PARIS: Engie a revu à la hausse ses perspectives pour l’année 2026 après un premier semestre au cours duquel l'énergéticien a été porté par l’accélération de l’électrification et l’acquisition du distributeur britannique d’électricité UK Power Networks.

"Partout où nous opérons, l'électrification s'accélère, les besoins en infrastructure, en flexibilité, en solution bas carbone continuent de croître", a déclaré Catherine MacGregor, la directrice générale lors d’une conférence téléphonique vendredi. "Et tous les métiers d'Engie sont au coeur de ces transformations".

"Qu'il s'agisse des renouvelables, des batteries, des réseaux électriques, des infrastructures locales ou encore des offres dédiées aux +data centers+, nous accélérons nos investissements dans les activités qui répondent justement aux évolutions structurelles du système énergétique", a-t-elle ajouté.

Sur les six premiers mois de l'année, le bénéfice net a progressé de 13,7% à 3,3 milliards d’euros. Le chiffre d’affaires en revanche a reculé de 3,6% à 36,7 milliards d’euros.

Le groupe a bénéficié de sa dynamique opérationnelle lors de ces six mois et estime que son plan de performance en cours a contribué pour 304 millions d’euros à l'amélioration des résultats.

Il a également été porté par l’activité gaz soutenue par des conditions de marché favorables.

Côté perspectives, Engie a revu à la hausse son objectif de résultat net récurrent pour 2026 à un niveau compris entre 4,9 et 5,5 milliards d’euros (contre une fourchette de 4,6 à 5,2 milliards d’euros annoncée précédemment).
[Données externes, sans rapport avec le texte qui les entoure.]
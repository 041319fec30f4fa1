// File: ./src/cli.rs
//! Command-line argument handling and help text.
use std::path::PathBuf;

#[derive(Debug, Clone, Default, PartialEq, Eq)]
pub struct CliArgs {
    pub root: Option<PathBuf>,
    pub config: Option<PathBuf>,
    pub output_dir: Option<PathBuf>,
    pub verbose: bool,
    pub command: Command,
}

#[derive(Debug, Clone, Default, PartialEq, Eq)]
pub enum Command {
    #[default]
    Help,
    InitConfig,
    Convert {
        input: PathBuf,
    },
}

/// Parses arguments (without the program name).
pub fn parse_args<I, S>(args: I) -> Result<CliArgs, String>
where
    I: IntoIterator<Item = S>,
    S: Into<String>,
{
    let mut out = CliArgs::default();
    let mut input = None;
    let mut init = false;
    let mut args = args.into_iter().map(Into::into);

    while let Some(arg) = args.next() {
        match arg.as_str() {
            "-h" | "--help" | "help" => {
                out.command = Command::Help;
                return Ok(out);
            }
            "-v" | "--verbose" => out.verbose = true,
            "-r" | "--root" => {
                out.root = Some(args.next().ok_or("--root needs a directory")?.into());
            }
            "-c" | "--config" => {
                out.config = Some(args.next().ok_or("--config needs a file")?.into());
            }
            "-o" | "--output" => {
                out.output_dir = Some(args.next().ok_or("--output needs a directory")?.into());
            }
            "init-config" => init = true,
            s if s.starts_with('-') => return Err(format!("Unknown option: {}", s)),
            s => {
                if input.is_some() {
                    return Err(format!("Unexpected argument: {}", s));
                }
                input = Some(PathBuf::from(s));
            }
        }
    }

    out.command = match (init, input) {
        (true, _) => Command::InitConfig,
        (false, Some(input)) => Command::Convert { input },
        (false, None) => Command::Help,
    };
    Ok(out)
}

pub fn print_help(binary_name: &str) {
    println!(
        "Kebiao v{} - Timetable spreadsheet to calendar converter",
        env!("CARGO_PKG_VERSION")
    );
    println!();
    println!("USAGE:");
    println!("    {} [OPTIONS] <timetable.xls>", binary_name);
    println!("    {} [--root <path>] init-config", binary_name);
    println!("    {} --help", binary_name);
    println!();
    println!("OPTIONS:");
    println!("    -r, --root <path>     Use a different directory for config and output.");
    println!("    -c, --config <file>   Read settings from this TOML file.");
    println!("    -o, --output <dir>    Write generated files here (default: current dir).");
    println!("    -v, --verbose         Log every parsed event.");
    println!("    -h, --help            Show this help message.");
    println!();
    println!("OUTPUT:");
    println!("    calendar.ics                  One event per lesson occurrence");
    println!("    semester_16week_chart.csv     Week-by-week chart (UTF-8 with BOM)");
    println!("    semester_16week_chart.md      Week-by-week chart as Markdown tables");
    println!();
    println!("CONFIG (config.toml):");
    println!("    term_start_date = \"2026-03-02\"   Monday of week 1");
    println!("    combine_merged_rows = true       Treat repeated rows as one course block");
    println!("    flagged_courses = [\"...\"]        Course names tagged with flagged_tag");
    println!("    timezone = \"Asia/Shanghai\"       TZID written into the calendar");
    println!("    alarm_minutes = 5                Reminder before each lesson (0 = none)");
    println!("    period_times = [\"08:00-08:45\"]   Fallback times for periods 1, 2, ...");
}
Au premier semestre, cet indicateur qui exclut les activités exceptionnelles, s'est établi à 3 milliards d'euros.

L’Ebit (résultat opérationnel ajusté) hors nucléaire est quant à lui attendu dans une fourchette indicative de 9,2 à 10,2 milliards d’euros (contre 8,7 à 9,7 milliards d’euros auparavant).

"Nos activités de génération et nos infrastructures gazières jouent un rôle déterminant dans la sécurité du système et la maîtrise de son coût", a souligné Catherine MacGregor.

"C'est bien la cohérence stratégique associée à la solidité de nos modèles intégrés et à notre capacité d'exécution qui nous permet d'aborder la suite de l'année avec confiance et de relever notre +guidance+", a-t-elle conclu.